Selected publications include:

- Urban Social Segregation (1975)(ISBN 0582480892)
- The Caribbean in Europe, contrasting patterns of migration and settlement in Britain, France and the Netherlands (1991) (ISBN 094830362X)
- West Indian Migrations to Britain: A Social Geography. (1968) (ASIN B0017D0DSI)

Selected co-authored, or co-edited, publications include:

- Ethnic Segregation in Cities (with Vaughan Robinson, and Susan Smith) (1981) (ISBN 0709920121)
- South Asians Overseas: Migration and Ethnicity (with Clarke, C., and S. Vertovec) (1990) (ISBN 0521129656)
- Geography and Ethnic Pluralism. (with Clarke, C., and S. Vertovec) (1990)
- Islam in Europe: The Politics of Religion and Community (Migration, Minorities & Citizenship) (edited with Steven Vertovec) (1997)(ISBN 0333687035)
- Global Japan: The Experience of Japan's New Immigrant and Overseas Communities (edited with Roger Goodman, Ayumi Takenaka, and Paul White)(2003) (ISBN 0415297419)

==Interest in rowing==

Outside his research interests, Peach has maintained a keen interest in rowing:

"Catz has had a strong stream of oarsmen – many of whom I have had the privilege to teach.
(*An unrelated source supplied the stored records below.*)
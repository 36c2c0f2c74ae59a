use axum::Json;
use axum::extract::{Query, State};
use bson::doc;
use serde_json::{Value, json};
use tracing::info;

use crate::error::ApiError;
use crate::routes::required_id;
use crate::state::AppState;

pub async fn delete_one(
    State(state): State<AppState>,
    Query(arguments): Query<Vec<(String, String)>>,
) -> Result<Json<Value>, ApiError> {
    let id = required_id(&arguments)?;
    let filter = doc! { "_id": id };
    info!(collection = %state.collection.name(), %id, "delete_one");

    let outcome = state.collection.delete_one(&filter)?;
    let mut response = json!({
        "count": 1,
        "result": [{
            "acknowledged": true,
            "deleted_count": outcome.deleted_count,
        }],
    });
    if state.debug {
        response["collection"] = json!(state.collection.name());
    }

    Ok(Json(response))
}

#[cfg(test)]
mod tests {
    use super::*;
    use crate::routes::testing::{SEEDED_ID, args, seeded_state};

    #[tokio::test]
    async fn deletes_matching_document() {
        let state = seeded_state();
        let collection = state.collection.clone();
        let response = delete_one(State(state), Query(args(&[("_id", SEEDED_ID)])))
            .await
            .unwrap();
        assert_eq!(response.0["result"][0]["deleted_count"], 1);
        assert_eq!(collection.count_matching(&doc! {}).unwrap(), 3);
    }

    #[tokio::test]
    async fn delete_requires_valid_id() {
        let state = seeded_state();
        let err = delete_one(State(state), Query(args(&[("_id", "nonsense")])))
            .await
            .err()
            .unwrap();
        assert!(matches!(err, ApiError::Query(_)));
    }

    #[tokio::test]
    async fn delete_missing_document_deletes_nothing() {
        let state = seeded_state();
        let response = delete_one(
            State(state),
            Query(args(&[("_id", "ffffffffffffffffffffffff")])),
        )
        .await
        .unwrap();
        assert_eq!(response.0["result"][0]["deleted_count"], 0);
    }
}
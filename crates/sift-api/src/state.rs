use std::sync::Arc;

use sift_query::QueryDefaults;
use sift_store::MemoryCollection;

#[derive(Clone)]
pub struct AppState {
    pub collection: Arc<MemoryCollection>,
    pub defaults: Arc<QueryDefaults>,
    pub debug: bool,
}

/// Parse the deployment's default filter and options from their JSON
/// configuration strings.
pub fn parse_defaults(filter: &str, options: &str) -> Result<QueryDefaults, serde_json::Error> {
    Ok(QueryDefaults {
        filter: serde_json::from_str(filter)?,
        options: serde_json::from_str(options)?,
    })
}
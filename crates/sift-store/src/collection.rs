use std::sync::RwLock;

use bson::oid::ObjectId;
use bson::{Bson, Document};
use sift_query::{QuerySpec, Sort, SortDirection};

use crate::error::StoreError;
use crate::matcher::{matches, order_values};

#[derive(Debug, Clone, PartialEq)]
pub struct InsertOutcome {
    pub inserted_id: Bson,
}

#[derive(Debug, Clone, PartialEq, Eq)]
pub struct UpdateOutcome {
    pub matched_count: u64,
    pub modified_count: u64,
}

#[derive(Debug, Clone, PartialEq, Eq)]
pub struct DeleteOutcome {
    pub deleted_count: u64,
}

/// An in-memory document collection.
///
/// Documents live in insertion order behind an `RwLock`; readers share,
/// writers serialize. This is the storage collaborator the translated
/// queries run against — it owns no query semantics beyond evaluating the
/// filter documents the engine produces.
pub struct MemoryCollection {
    name: String,
    documents: RwLock<Vec<Document>>,
}

impl MemoryCollection {
    pub fn new(name: impl Into<String>) -> Self {
        Self {
            name: name.into(),
            documents: RwLock::new(Vec::new()),
        }
    }

    pub fn name(&self) -> &str {
        &self.name
    }

    /// Find documents matching the query: filter, then sort, skip, limit,
    /// and projection, in that order.
    pub fn find(&self, query: &QuerySpec) -> Result<Vec<Document>, StoreError> {
        let documents = self.read()?;

        let mut matched: Vec<&Document> = Vec::new();
        for document in documents.iter() {
            if matches(document, &query.filter)? {
                matched.push(document);
            }
        }

        if let Some(sort) = &query.sort {
            sort_documents(&mut matched, sort);
        }

        let skip = usize::try_from(query.skip.unwrap_or(0)).unwrap_or(0);
        let limit = usize::try_from(query.limit).unwrap_or(0);
        let page = matched.into_iter().skip(skip).take(limit);

        Ok(match &query.projection {
            Some(fields) => page.map(|document| project(document, fields)).collect(),
            None => page.cloned().collect(),
        })
    }

    pub fn count_matching(&self, filter: &Document) -> Result<u64, StoreError> {
        let documents = self.read()?;
        let mut count = 0;
        for document in documents.iter() {
            if matches(document, filter)? {
                count += 1;
            }
        }
        Ok(count)
    }

    /// Insert a document, generating an ObjectId `_id` when absent.
    pub fn insert_one(&self, mut document: Document) -> Result<InsertOutcome, StoreError> {
        let mut documents = self.write()?;

        let inserted_id = match document.get("_id") {
            Some(id) => id.clone(),
            None => {
                let id = Bson::ObjectId(ObjectId::new());
                document.insert("_id", id.clone());
                id
            }
        };

        if documents
            .iter()
            .any(|existing| existing.get("_id") == Some(&inserted_id))
        {
            return Err(StoreError::DuplicateId(inserted_id.to_string()));
        }

        documents.push(document);
        Ok(InsertOutcome { inserted_id })
    }

    /// Apply `$set`-style field assignments to the first matching document.
    pub fn update_one(
        &self,
        filter: &Document,
        set: &Document,
    ) -> Result<UpdateOutcome, StoreError> {
        let mut documents = self.write()?;

        for document in documents.iter_mut() {
            if matches(document, filter)? {
                let mut modified = false;
                for (field, value) in set {
                    let previous = document.insert(field.clone(), value.clone());
                    if previous.as_ref() != Some(value) {
                        modified = true;
                    }
                }
                return Ok(UpdateOutcome {
                    matched_count: 1,
                    modified_count: u64::from(modified),
                });
            }
        }

        Ok(UpdateOutcome {
            matched_count: 0,
            modified_count: 0,
        })
    }

    /// Delete the first matching document.
    pub fn delete_one(&self, filter: &Document) -> Result<DeleteOutcome, StoreError> {
        let mut documents = self.write()?;

        let mut found = None;
        for (index, document) in documents.iter().enumerate() {
            if matches(document, filter)? {
                found = Some(index);
                break;
            }
        }

        match found {
            Some(index) => {
                documents.remove(index);
                Ok(DeleteOutcome { deleted_count: 1 })
            }
            None => Ok(DeleteOutcome { deleted_count: 0 }),
        }
    }

    fn read(&self) -> Result<std::sync::RwLockReadGuard<'_, Vec<Document>>, StoreError> {
        self.documents
            .read()
            .map_err(|e| StoreError::Storage(format!("read lock poisoned: {e}")))
    }

    fn write(&self) -> Result<std::sync::RwLockWriteGuard<'_, Vec<Document>>, StoreError> {
        self.documents
            .write()
            .map_err(|e| StoreError::Storage(format!("write lock poisoned: {e}")))
    }
}

fn sort_documents(documents: &mut [&Document], sort: &Sort) {
    documents.sort_by(|a, b| {
        let ordering = order_values(a.get(&sort.field), b.get(&sort.field));
        match sort.direction {
            SortDirection::Asc => ordering,
            SortDirection::Desc => ordering.reverse(),
        }
    });
}

/// Keep only the projected fields; `_id` is always retained.
fn project(document: &Document, fields: &[String]) -> Document {
    let mut projected = Document::new();
    if let Some(id) = document.get("_id") {
        projected.insert("_id", id.clone());
    }
    for field in fields {
        if field == "_id" {
            continue;
        }
        if let Some(value) = document.get(field) {
            projected.insert(field.clone(), value.clone());
        }
    }
    projected
}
Sir Matthew Pinsent (1989, Geography) remains a golden star – he never missed a tutorial, never failed to produce an essay, took a good degree and demonstrated that athletes at a high level are more conscious of time planning, and more efficient at meeting commitments, than many others with far less pressure on them."

St Catherine's College Oxford Rowing Blade

Other notable rowers, who comprise part of the strong Olympic Games rowing tradition at St Catherine's, include Colin Smith (2003, Geography), Andrew Triggs Hodge (2004, Geography and the Environment) and Stephan Mølvig (2005, Geography and the Environment).

==Other work==
He was on the governing body of Abingdon School from 1982-1987.